- **TASK PROMPT**: Among the entries below, tally each line containing "index"; respond with the total only.
Start of GIVEN RECORDS
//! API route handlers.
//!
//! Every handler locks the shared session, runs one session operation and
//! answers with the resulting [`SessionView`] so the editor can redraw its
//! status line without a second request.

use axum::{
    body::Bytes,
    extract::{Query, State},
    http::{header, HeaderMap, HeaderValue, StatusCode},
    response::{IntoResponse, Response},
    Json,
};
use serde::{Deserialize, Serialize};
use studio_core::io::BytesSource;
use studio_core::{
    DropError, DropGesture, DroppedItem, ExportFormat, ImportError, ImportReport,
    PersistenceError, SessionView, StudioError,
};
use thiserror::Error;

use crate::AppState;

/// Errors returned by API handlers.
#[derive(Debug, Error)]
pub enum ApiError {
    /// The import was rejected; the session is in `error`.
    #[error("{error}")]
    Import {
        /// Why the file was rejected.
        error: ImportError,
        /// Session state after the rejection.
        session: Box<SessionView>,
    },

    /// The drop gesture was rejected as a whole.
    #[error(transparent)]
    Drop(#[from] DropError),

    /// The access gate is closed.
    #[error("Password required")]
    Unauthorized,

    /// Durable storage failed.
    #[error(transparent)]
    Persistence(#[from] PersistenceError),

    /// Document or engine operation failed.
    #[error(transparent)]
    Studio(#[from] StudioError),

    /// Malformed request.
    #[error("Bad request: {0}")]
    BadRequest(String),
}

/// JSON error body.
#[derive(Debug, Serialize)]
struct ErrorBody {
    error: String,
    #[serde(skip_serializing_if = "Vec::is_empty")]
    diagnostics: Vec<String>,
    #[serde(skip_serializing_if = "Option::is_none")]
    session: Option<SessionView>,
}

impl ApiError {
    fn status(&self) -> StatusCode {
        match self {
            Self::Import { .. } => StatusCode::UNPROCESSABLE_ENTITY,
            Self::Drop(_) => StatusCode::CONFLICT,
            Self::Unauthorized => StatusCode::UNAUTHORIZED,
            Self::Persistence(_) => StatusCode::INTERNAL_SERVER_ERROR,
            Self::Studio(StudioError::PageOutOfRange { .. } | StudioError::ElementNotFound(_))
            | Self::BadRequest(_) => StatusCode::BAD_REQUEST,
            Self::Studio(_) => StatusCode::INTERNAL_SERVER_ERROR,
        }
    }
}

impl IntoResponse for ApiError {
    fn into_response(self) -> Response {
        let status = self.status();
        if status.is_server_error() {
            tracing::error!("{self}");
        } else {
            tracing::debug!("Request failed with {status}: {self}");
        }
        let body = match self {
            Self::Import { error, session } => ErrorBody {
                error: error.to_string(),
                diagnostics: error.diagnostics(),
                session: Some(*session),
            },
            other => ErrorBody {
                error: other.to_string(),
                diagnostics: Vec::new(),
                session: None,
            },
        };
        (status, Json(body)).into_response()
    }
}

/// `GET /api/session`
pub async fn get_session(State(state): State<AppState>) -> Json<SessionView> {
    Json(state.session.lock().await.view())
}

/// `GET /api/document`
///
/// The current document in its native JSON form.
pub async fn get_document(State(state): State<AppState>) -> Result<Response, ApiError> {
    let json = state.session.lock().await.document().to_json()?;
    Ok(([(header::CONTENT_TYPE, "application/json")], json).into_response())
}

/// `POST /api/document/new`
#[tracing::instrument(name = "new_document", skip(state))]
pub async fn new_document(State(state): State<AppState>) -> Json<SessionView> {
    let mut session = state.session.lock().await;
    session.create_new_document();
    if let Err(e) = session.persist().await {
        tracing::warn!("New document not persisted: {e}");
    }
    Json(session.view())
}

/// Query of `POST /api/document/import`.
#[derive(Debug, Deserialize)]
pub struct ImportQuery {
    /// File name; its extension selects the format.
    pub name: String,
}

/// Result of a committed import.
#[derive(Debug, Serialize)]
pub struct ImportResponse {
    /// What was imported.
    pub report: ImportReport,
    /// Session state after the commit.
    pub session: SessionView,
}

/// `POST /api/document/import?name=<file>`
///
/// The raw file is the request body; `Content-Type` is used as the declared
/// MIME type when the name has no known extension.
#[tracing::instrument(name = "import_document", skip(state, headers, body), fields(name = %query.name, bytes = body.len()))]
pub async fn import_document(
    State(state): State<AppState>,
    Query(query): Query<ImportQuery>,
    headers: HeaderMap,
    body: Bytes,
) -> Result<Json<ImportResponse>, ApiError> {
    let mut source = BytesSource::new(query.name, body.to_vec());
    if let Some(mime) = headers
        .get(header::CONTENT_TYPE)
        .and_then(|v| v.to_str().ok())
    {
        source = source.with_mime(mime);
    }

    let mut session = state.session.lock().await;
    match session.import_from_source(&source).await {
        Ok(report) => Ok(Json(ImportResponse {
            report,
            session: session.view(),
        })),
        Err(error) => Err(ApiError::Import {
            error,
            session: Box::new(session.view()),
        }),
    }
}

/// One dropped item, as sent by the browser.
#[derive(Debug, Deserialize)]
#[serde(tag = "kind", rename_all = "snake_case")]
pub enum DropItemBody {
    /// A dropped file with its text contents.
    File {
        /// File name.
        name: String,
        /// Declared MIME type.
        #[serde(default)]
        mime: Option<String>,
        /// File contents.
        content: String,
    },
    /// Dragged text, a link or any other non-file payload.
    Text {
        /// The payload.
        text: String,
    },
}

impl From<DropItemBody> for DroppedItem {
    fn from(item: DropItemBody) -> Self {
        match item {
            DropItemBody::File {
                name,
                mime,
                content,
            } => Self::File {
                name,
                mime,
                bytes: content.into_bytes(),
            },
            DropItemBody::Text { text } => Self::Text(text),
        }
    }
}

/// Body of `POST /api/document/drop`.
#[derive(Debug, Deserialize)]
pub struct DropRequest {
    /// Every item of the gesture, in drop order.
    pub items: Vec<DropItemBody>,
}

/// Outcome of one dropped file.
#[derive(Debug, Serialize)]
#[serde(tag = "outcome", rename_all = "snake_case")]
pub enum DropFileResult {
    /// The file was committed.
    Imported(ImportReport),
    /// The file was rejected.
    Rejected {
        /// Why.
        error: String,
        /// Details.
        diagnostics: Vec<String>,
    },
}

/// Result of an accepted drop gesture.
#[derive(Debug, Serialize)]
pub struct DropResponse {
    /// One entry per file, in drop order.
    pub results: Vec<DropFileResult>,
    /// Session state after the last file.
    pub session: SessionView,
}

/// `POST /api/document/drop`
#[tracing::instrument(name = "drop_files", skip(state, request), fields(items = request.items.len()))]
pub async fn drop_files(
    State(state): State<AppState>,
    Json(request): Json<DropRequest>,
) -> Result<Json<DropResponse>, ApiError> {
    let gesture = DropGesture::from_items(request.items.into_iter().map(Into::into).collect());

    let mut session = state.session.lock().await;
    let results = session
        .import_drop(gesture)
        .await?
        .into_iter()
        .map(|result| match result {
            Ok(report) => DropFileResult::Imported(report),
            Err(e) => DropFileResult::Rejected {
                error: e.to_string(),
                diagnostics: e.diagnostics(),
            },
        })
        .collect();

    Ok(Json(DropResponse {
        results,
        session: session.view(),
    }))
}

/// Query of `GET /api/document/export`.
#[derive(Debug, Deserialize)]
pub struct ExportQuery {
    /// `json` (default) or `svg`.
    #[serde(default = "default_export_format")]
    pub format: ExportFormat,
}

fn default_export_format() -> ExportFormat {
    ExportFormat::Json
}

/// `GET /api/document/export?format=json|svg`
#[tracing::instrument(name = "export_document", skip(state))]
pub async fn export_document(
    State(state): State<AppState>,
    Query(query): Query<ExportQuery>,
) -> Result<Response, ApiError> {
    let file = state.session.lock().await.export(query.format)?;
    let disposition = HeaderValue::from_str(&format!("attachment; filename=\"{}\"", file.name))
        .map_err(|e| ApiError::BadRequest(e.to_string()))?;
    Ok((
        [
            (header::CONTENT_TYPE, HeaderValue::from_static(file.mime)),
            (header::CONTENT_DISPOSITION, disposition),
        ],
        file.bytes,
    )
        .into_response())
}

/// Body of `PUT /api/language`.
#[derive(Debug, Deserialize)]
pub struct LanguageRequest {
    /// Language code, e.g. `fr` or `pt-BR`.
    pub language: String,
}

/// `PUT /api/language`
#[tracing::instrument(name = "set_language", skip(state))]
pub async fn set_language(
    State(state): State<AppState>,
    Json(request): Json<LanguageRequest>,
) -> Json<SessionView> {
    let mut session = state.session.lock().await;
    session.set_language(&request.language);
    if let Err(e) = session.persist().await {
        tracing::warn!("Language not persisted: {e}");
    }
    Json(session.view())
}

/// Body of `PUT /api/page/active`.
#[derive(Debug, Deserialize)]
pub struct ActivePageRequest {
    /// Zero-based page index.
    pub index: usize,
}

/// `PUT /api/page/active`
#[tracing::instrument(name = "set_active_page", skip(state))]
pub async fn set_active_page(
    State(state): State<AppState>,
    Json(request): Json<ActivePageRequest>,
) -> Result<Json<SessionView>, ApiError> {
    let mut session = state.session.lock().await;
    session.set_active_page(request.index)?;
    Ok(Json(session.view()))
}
End of GIVEN RECORDS
- **FINAL ANSWER**: 3